We enjoyed a delightful 11 mile hike on the famed trail, passing by several groups of people that were "through-hiking" the entire 470+ mile span of the trail from Denver to Durango.  We plotted and planned our own through-hike adventure (someday!) and enjoyed several vistas of my new favorite mountain, Mount Ouray.  Mount Ouray is not a 14er, but it's darn close (13,961 feet), and it enjoys a prominence that give it an impressive air that many of its taller and more-often-climbed neighbors lack.  It is, in short, a beautiful mountain and I intend to climb it; partly because it comes so close to being a 14er and I assume simply by dint of lacking a mere 39 feet of prestige, is almost completely ignored even though it is undeniably more impressive and beautiful than many other peaks that by some accident of commercial standards sit above a  completely arbitrary numerical threshold of elevation.  What if the length of a "foot" was only 0.3% shorter?  Then Ouray would also be a 14er, and would be undoubtedly be one of the more popular ones, to boot.  I understand the desire to climb the tallest peaks in the state, for the adventure and sense of accomplishment (and the views!), but I get the feeling there is a significant drop-off between the number of people who climb, say, the 10 least tall 14ers, and the number of people who climb the 10 tallest 13ers.  I'm guilty of that as well; I think I've summitted 3 or 4 13ers, and as mentioned, 14 14ers.  Maybe it's time to even the score.

Mount Ouray 

Well enough prattling on about mountains, I could go on all day.  As you can see we spent not a second on our bikes this weekend, but we did "scout out" Freemont pass via automobile, so I guess you could say we did some recon work for Courage Classic.  Today, we ride.  Hills.  I promise.

Many more pictures:

And if you're interested in donating, here are the links once again, thank you! 

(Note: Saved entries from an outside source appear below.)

// SPDX-FileCopyrightText: 2026 Bruno Meilick
// SPDX-License-Identifier: LicenseRef-Arcroute-FreeUse-NoCopy-NoDerivatives
//
// All rights reserved.
//
// This file is part of Arcroute and is proprietary software.
// Unauthorized copying, modification, or distribution is prohibited.

use std::fmt;
use std::str::FromStr;

use super::ids::{IdError, NodeId, ARC_LABEL_SEPARATOR};

/// One row of the editor's graph table.
///
/// A record without a target declares a node that has no arcs yet; such records never become
/// arcs. A record with a target must carry a weight.
#[derive(Debug, Clone, PartialEq)]
pub struct ArcRecord {
    source: NodeId,
    target: Option<NodeId>,
    weight: Option<f64>,
}

impl ArcRecord {
    pub fn arc(source: NodeId, target: NodeId, weight: f64) -> Self {
        Self {
            source,
            target: Some(target),
            weight: Some(weight),
        }
    }

    pub fn declared_node(node: NodeId) -> Self {
        Self {
            source: node,
            target: None,
            weight: None,
        }
    }

    pub fn new(source: NodeId, target: Option<NodeId>, weight: Option<f64>) -> Self {
        Self { source, target, weight }
    }

    pub fn source(&self) -> &NodeId {
        &self.source
    }

    pub fn target(&self) -> Option<&NodeId> {
        self.target.as_ref()
    }

    pub fn weight(&self) -> Option<f64> {
        self.weight
    }

    pub fn is_declaration(&self) -> bool {
        self.target.is_none()
    }

    pub fn touches(&self, node: &NodeId) -> bool {
        &self.source == node || self.target.as_ref() == Some(node)
    }
}

#[derive(Debug, Clone, PartialEq)]
pub struct DirectedArc {
    source: NodeId,
    target: NodeId,
    weight: f64,
}

impl DirectedArc {
    pub fn new(source: NodeId, target: NodeId, weight: f64) -> Self {
        Self { source, target, weight }
    }

    pub fn source(&self) -> &NodeId {
        &self.source
    }

    pub fn target(&self) -> &NodeId {
        &self.target
    }

    pub fn weight(&self) -> f64 {
        self.weight
    }

    pub fn is_self_loop(&self) -> bool {
        self.source == self.target
    }

    pub fn label(&self) -> ArcLabel {
        ArcLabel::new(self.source.clone(), self.target.clone())
    }
}

/// An ordered node pair written as `source->target`.
///
/// Labels name every parallel arc between the pair at once; they are an editor convenience and
/// never used to identify a decision variable.
#[derive(Debug, Clone, PartialEq, Eq, Hash, PartialOrd, Ord)]
pub struct ArcLabel {
    source: NodeId,
    target: NodeId,
}

impl ArcLabel {
    pub fn new(source: NodeId, target: NodeId) -> Self {
        Self { source, target }
    }

    pub fn source(&self) -> &NodeId {
        &self.source
    }

    pub fn target(&self) -> &NodeId {
        &self.target
    }

    pub fn matches(&self, record: &ArcRecord) -> bool {
        record.source() == &self.source && record.target() == Some(&self.target)
    }
}

impl fmt::Display for ArcLabel {
    fn fmt(&self, f: &mut fmt::Formatter<'_>) -> fmt::Result {
        write!(f, "{}{ARC_LABEL_SEPARATOR}{}", self.source, self.target)
    }
}

#[derive(Debug, Clone, PartialEq, Eq)]
pub enum ParseArcLabelError {
    MissingSeparator,
    InvalidNode(IdError),
}

impl fmt::Display for ParseArcLabelError {
    fn fmt(&self, f: &mut fmt::Formatter<'_>) -> fmt::Result {
        match self {
            Self::MissingSeparator => {
                write!(f, "arc label must look like <source>{ARC_LABEL_SEPARATOR}<target>")
            }
            Self::InvalidNode(err) => write!(f, "invalid arc label endpoint: {err}"),
        }
    }
}

impl std::error::Error for ParseArcLabelError {
    fn source(&self) -> Option<&(dyn std::error::Error + 'static)> {
        match self {
            Self::MissingSeparator => None,
            Self::InvalidNode(err) => Some(err),
        }
    }
}

impl FromStr for ArcLabel {
    type Err = ParseArcLabelError;

    fn from_str(s: &str) -> Result<Self, Self::Err> {
        let (source, target) =
            s.split_once(ARC_LABEL_SEPARATOR).ok_or(ParseArcLabelError::MissingSeparator)?;
        let source = NodeId::new(source.trim()).map_err(ParseArcLabelError::InvalidNode)?;
        let target = NodeId::new(target.trim()).map_err(ParseArcLabelError::InvalidNode)?;
        Ok(Self { source, target })
    }
}

#[cfg(test)]
mod tests {
    use super::{ArcLabel, ArcRecord, ParseArcLabelError};
    use crate::model::NodeId;

    fn nid(value: &str) -> NodeId {
        NodeId::new(value).expect("node id")
    }

    #[test]
    fn arc_label_round_trips_through_display() {
        let label: ArcLabel = "P1->B".parse().expect("label");
        assert_eq!(label.source().as_str(), "P1");
        assert_eq!(label.target().as_str(), "B");
        assert_eq!(label.to_string(), "P1->B");
    }

    #[test]
    fn arc_label_requires_separator() {
        assert_eq!("P1-B".parse::<ArcLabel>(), Err(ParseArcLabelError::MissingSeparator));
        assert!(matches!("->B".parse::<ArcLabel>(), Err(ParseArcLabelError::InvalidNode(_))));
    }

    #[test]
    fn arc_label_matches_only_connected_records() {
        let label = ArcLabel::new(nid("A"), nid("B"));
        assert!(label.matches(&ArcRecord::arc(nid("A"), nid("B"), 1.0)));
        assert!(!label.matches(&ArcRecord::arc(nid("B"), nid("A"), 1.0)));
        assert!(!label.matches(&ArcRecord::declared_node(nid("A"))));
    }
}
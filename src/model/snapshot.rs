// SPDX-FileCopyrightText: 2026 Bruno Meilick
// SPDX-License-Identifier: LicenseRef-Arcroute-FreeUse-NoCopy-NoDerivatives
//
// All rights reserved.
//
// This file is part of Arcroute and is proprietary software.
// Unauthorized copying, modification, or distribution is prohibited.

use std::collections::BTreeMap;
use std::fmt;

use smallvec::SmallVec;

use super::arc::{ArcRecord, DirectedArc};
use super::ids::{ArcIndex, NodeId};

/// Arc indices incident to one node; most editor graphs have low degree.
pub type IncidentArcs = SmallVec<[ArcIndex; 4]>;

#[derive(Debug, Clone, Default)]
struct Incidence {
    outgoing: IncidentArcs,
    incoming: IncidentArcs,
}

/// Immutable view of the arc set a single query runs against.
///
/// Arcs live in an arena and are addressed by `ArcIndex`, so parallel arcs between the same
/// ordered pair stay distinct. The node set is exactly the set of arc endpoints.
#[derive(Debug, Clone, Default)]
pub struct GraphSnapshot {
    arcs: Vec<DirectedArc>,
    incidence: BTreeMap<NodeId, Incidence>,
}

impl GraphSnapshot {
    pub fn from_arcs(arcs: Vec<DirectedArc>) -> Result<Self, SnapshotError> {
        let mut incidence: BTreeMap<NodeId, Incidence> = BTreeMap::new();
        for (position, arc) in arcs.iter().enumerate() {
            if !arc.weight().is_finite() {
                return Err(SnapshotError::NonFiniteWeight {
                    record: position,
                    weight: arc.weight(),
                });
            }
            let index = ArcIndex::new(position);
            incidence.entry(arc.source().clone()).or_default().outgoing.push(index);
            incidence.entry(arc.target().clone()).or_default().incoming.push(index);
        }
        Ok(Self { arcs, incidence })
    }

    /// Builds a snapshot from editor records, skipping node declarations.
    pub fn from_records(records: &[ArcRecord]) -> Result<Self, SnapshotError> {
        let mut arcs = Vec::with_capacity(records.len());
        for (position, record) in records.iter().enumerate() {
            let Some(target) = record.target() else {
                continue;
            };
            let weight = record.weight().ok_or_else(|| SnapshotError::MissingWeight {
                record: position,
                source: record.source().clone(),
                target: target.clone(),
            })?;
            if !weight.is_finite() {
                return Err(SnapshotError::NonFiniteWeight { record: position, weight });
            }
            arcs.push(DirectedArc::new(record.source().clone(), target.clone(), weight));
        }
        Self::from_arcs(arcs)
    }

    pub fn arcs(&self) -> &[DirectedArc] {
        &self.arcs
    }

    pub fn arc(&self, index: ArcIndex) -> Option<&DirectedArc> {
        self.arcs.get(index.get())
    }

    pub fn arc_count(&self) -> usize {
        self.arcs.len()
    }

    pub fn indexed_arcs(&self) -> impl Iterator<Item = (ArcIndex, &DirectedArc)> + '_ {
        self.arcs.iter().enumerate().map(|(position, arc)| (ArcIndex::new(position), arc))
    }

    pub fn nodes(&self) -> impl Iterator<Item = &NodeId> + '_ {
        self.incidence.keys()
    }

    pub fn node_count(&self) -> usize {
        self.incidence.len()
    }

    pub fn contains_node(&self, node: &NodeId) -> bool {
        self.incidence.contains_key(node)
    }

    pub fn outgoing(&self, node: &NodeId) -> &[ArcIndex] {
        self.incidence.get(node).map(|entry| entry.outgoing.as_slice()).unwrap_or(&[])
    }

    pub fn incoming(&self, node: &NodeId) -> &[ArcIndex] {
        self.incidence.get(node).map(|entry| entry.incoming.as_slice()).unwrap_or(&[])
    }

    pub fn total_weight(&self, arcs: &[ArcIndex]) -> f64 {
        arcs.iter().filter_map(|index| self.arc(*index)).map(DirectedArc::weight).sum()
    }
}

#[derive(Debug, Clone, PartialEq)]
pub enum SnapshotError {
    MissingWeight {
        record: usize,
        source: NodeId,
        target: NodeId,
    },
    NonFiniteWeight {
        record: usize,
        weight: f64,
    },
}

impl fmt::Display for SnapshotError {
    fn fmt(&self, f: &mut fmt::Formatter<'_>) -> fmt::Result {
        match self {
            Self::MissingWeight { record, source, target } => {
                write!(f, "record {record} ({source}->{target}) has no weight")
            }
            Self::NonFiniteWeight { record, weight } => {
                write!(f, "record {record} has a non-finite weight ({weight})")
            }
        }
    }
}

impl std::error::Error for SnapshotError {}

#[cfg(test)]
mod tests {
    use super::{GraphSnapshot, SnapshotError};
    use crate::model::{ArcIndex, ArcRecord, NodeId};

    fn nid(value: &str) -> NodeId {
        NodeId::new(value).expect("node id")
    }

    #[test]
    fn declarations_are_not_nodes() {
        let records = vec![
            ArcRecord::declared_node(nid("lonely")),
            ArcRecord::arc(nid("A"), nid("B"), 4.0),
        ];
        let snapshot = GraphSnapshot::from_records(&records).expect("snapshot");

        assert_eq!(snapshot.arc_count(), 1);
        assert!(!snapshot.contains_node(&nid("lonely")));
        assert_eq!(snapshot.nodes().map(NodeId::as_str).collect::<Vec<_>>(), vec!["A", "B"]);
    }

    #[test]
    fn parallel_arcs_keep_separate_indices() {
        let records = vec![
            ArcRecord::arc(nid("A"), nid("B"), 10.0),
            ArcRecord::arc(nid("A"), nid("B"), 3.0),
        ];
        let snapshot = GraphSnapshot::from_records(&records).expect("snapshot");

        assert_eq!(snapshot.outgoing(&nid("A")), &[ArcIndex::new(0), ArcIndex::new(1)]);
        assert_eq!(snapshot.incoming(&nid("B")), &[ArcIndex::new(0), ArcIndex::new(1)]);
        assert!(snapshot.incoming(&nid("A")).is_empty());
    }

    #[test]
    fn self_loops_are_accepted() {
        let records = vec![ArcRecord::arc(nid("A"), nid("A"), 1.0)];
        let snapshot = GraphSnapshot::from_records(&records).expect("snapshot");
        assert!(snapshot.arcs()[0].is_self_loop());
        assert_eq!(snapshot.outgoing(&nid("A")), snapshot.incoming(&nid("A")));
    }

    #[test]
    fn rejects_connected_record_without_weight() {
        let records = vec![ArcRecord::new(nid("A"), Some(nid("B")), None)];
        let err = GraphSnapshot::from_records(&records).unwrap_err();
        assert!(matches!(err, SnapshotError::MissingWeight { record: 0, .. }));
    }

    #[test]
    fn rejects_non_finite_weight() {
        let records = vec![ArcRecord::arc(nid("A"), nid("B"), f64::NAN)];
        let err = GraphSnapshot::from_records(&records).unwrap_err();
        assert!(matches!(err, SnapshotError::NonFiniteWeight { record: 0, .. }));
    }
}
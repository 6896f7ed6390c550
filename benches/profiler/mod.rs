// SPDX-FileCopyrightText: 2026 Bruno Meilick
// SPDX-License-Identifier: LicenseRef-Arcroute-FreeUse-NoCopy-NoDerivatives
//
// All rights reserved.
//
// This file is part of Arcroute and is proprietary software.
// Unauthorized copying, modification, or distribution is prohibited.

use std::time::Duration;

use criterion::Criterion;

use pprof::criterion::{Output, PProfProfiler};

fn env_or<T: std::str::FromStr>(name: &str, default: T) -> T {
    std::env::var(name).ok().and_then(|raw| raw.trim().parse::<T>().ok()).unwrap_or(default)
}

pub fn criterion() -> Criterion {
    let frequency = env_or("ARCROUTE_PROFILE_FREQ", 100_i32).clamp(1, 1000);
    let sample_size = env_or("ARCROUTE_BENCH_SAMPLES", 30_usize).clamp(10, 200);
    let warmup_secs = env_or("ARCROUTE_BENCH_WARMUP_SECS", 2_u64).clamp(1, 60);
    let measurement_secs = env_or("ARCROUTE_BENCH_MEASUREMENT_SECS", 4_u64).clamp(1, 120);

    Criterion::default()
        .sample_size(sample_size)
        .warm_up_time(Duration::from_secs(warmup_secs))
        .measurement_time(Duration::from_secs(measurement_secs))
        .with_profiler(PProfProfiler::new(frequency, Output::Flamegraph(None)))
}
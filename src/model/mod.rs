// SPDX-FileCopyrightText: 2026 Bruno Meilick
// SPDX-License-Identifier: LicenseRef-Arcroute-FreeUse-NoCopy-NoDerivatives
//
// All rights reserved.
//
// This file is part of Arcroute and is proprietary software.
// Unauthorized copying, modification, or distribution is prohibited.

//! Core graph data model.
//!
//! Editors hold ordered `ArcRecord`s; queries run against an immutable `GraphSnapshot` built from
//! those records.

pub mod arc;
pub mod fixtures;
pub mod ids;
pub mod snapshot;

pub use arc::{ArcLabel, ArcRecord, DirectedArc, ParseArcLabelError};
pub use fixtures::{ExampleGraph, UnknownExampleError};
pub use ids::{ArcIndex, Id, IdError, NodeId, ARC_LABEL_SEPARATOR};
pub use snapshot::{GraphSnapshot, IncidentArcs, SnapshotError};
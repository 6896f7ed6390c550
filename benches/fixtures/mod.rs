// SPDX-FileCopyrightText: 2026 Bruno Meilick
// SPDX-License-Identifier: LicenseRef-Arcroute-FreeUse-NoCopy-NoDerivatives
//
// All rights reserved.
//
// This file is part of Arcroute and is proprietary software.
// Unauthorized copying, modification, or distribution is prohibited.

#![allow(dead_code)]

// Shared deterministic benchmark fixtures (no RNG).

use arcroute::model::{ArcRecord, GraphSnapshot, NodeId};

#[derive(Debug, Clone, Copy, PartialEq, Eq)]
pub struct Params {
    pub layers: usize,
    pub nodes_per_layer: usize,
    pub fanout: usize,
    /// Arcs pointing one layer back, which gives the solver cycles to rule out.
    pub back_arcs_per_node: usize,
}

impl Params {
    pub const fn new(
        layers: usize,
        nodes_per_layer: usize,
        fanout: usize,
        back_arcs_per_node: usize,
    ) -> Self {
        Self { layers, nodes_per_layer, fanout, back_arcs_per_node }
    }
}

#[derive(Debug, Clone, Copy, PartialEq, Eq)]
pub enum Case {
    Small,
    Medium,
    MediumCyclic,
}

impl Case {
    pub const ALL: [Case; 3] = [Self::Small, Self::Medium, Self::MediumCyclic];

    pub fn id(self) -> &'static str {
        match self {
            Self::Small => "small",
            Self::Medium => "medium",
            Self::MediumCyclic => "medium_cyclic",
        }
    }

    pub fn params(self) -> Params {
        match self {
            Self::Small => Params::new(3, 3, 2, 0),
            Self::Medium => Params::new(5, 4, 2, 0),
            Self::MediumCyclic => Params::new(5, 4, 2, 1),
        }
    }
}

pub fn node(name: &str) -> NodeId {
    NodeId::new(name).expect("valid node id")
}

fn layer_node(layer: usize, idx: usize) -> NodeId {
    node(&format!("l{layer:02}_n{idx:03}"))
}

fn weight(layer: usize, idx: usize, k: usize) -> f64 {
    ((layer * 5 + idx * 7 + k * 3) % 9 + 1) as f64
}

/// Layered graph from `S` through `params.layers` layers to `T`.
///
/// Forward arcs fan out to the next layer; back arcs (if any) point to the previous one.
pub fn layered(params: Params) -> Vec<ArcRecord> {
    assert!(params.layers >= 1, "layers must be >= 1");
    assert!(params.nodes_per_layer >= 1, "nodes_per_layer must be >= 1");

    let fanout = params.fanout.clamp(1, params.nodes_per_layer);
    let mut records = Vec::new();

    for idx in 0..params.nodes_per_layer {
        records.push(ArcRecord::arc(node("S"), layer_node(0, idx), weight(0, idx, 0)));
    }
    for layer in 0..params.layers {
        for idx in 0..params.nodes_per_layer {
            let from = layer_node(layer, idx);
            if layer + 1 == params.layers {
                records.push(ArcRecord::arc(from.clone(), node("T"), weight(layer, idx, 1)));
            } else {
                for k in 0..fanout {
                    let to = layer_node(layer + 1, (idx + k) % params.nodes_per_layer);
                    records.push(ArcRecord::arc(from.clone(), to, weight(layer + 1, idx, k)));
                }
            }
            if layer > 0 {
                for k in 0..params.back_arcs_per_node {
                    let to = layer_node(layer - 1, (idx + k + 1) % params.nodes_per_layer);
                    records.push(ArcRecord::arc(from.clone(), to, weight(layer, idx, k + 2)));
                }
            }
        }
    }
    records
}

pub fn snapshot(case: Case) -> GraphSnapshot {
    GraphSnapshot::from_records(&layered(case.params())).expect("snapshot")
}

  1. Yes, the Bear of BERN will always do it!! ;)

  2. Great stuff Scott, agree with your opinions (at least in the sections where you were serious).
    "I admire the Will that drives people to want to accomplish such things."

    I should like to meet this Will you speak of, and ask him to drive me to these far-flung peaks of which I am also to lazy to drive to.

    We enjoyed hiking Mt. Ouray last year for many of the same reasons you mentioned above, maybe we can get a group hike on something similarly fun but mellow sometime.

    Good luck with the bike training too -- if you want company on a hill-climb soon, let me know, I could use some more of that too.

  3. Great stuff, Scott. We also know the rules with food and animals but get a bit lazy sometimes!

    I climbed Ouray a few years ago; it's a great mountain and every bit as hard as a 14er!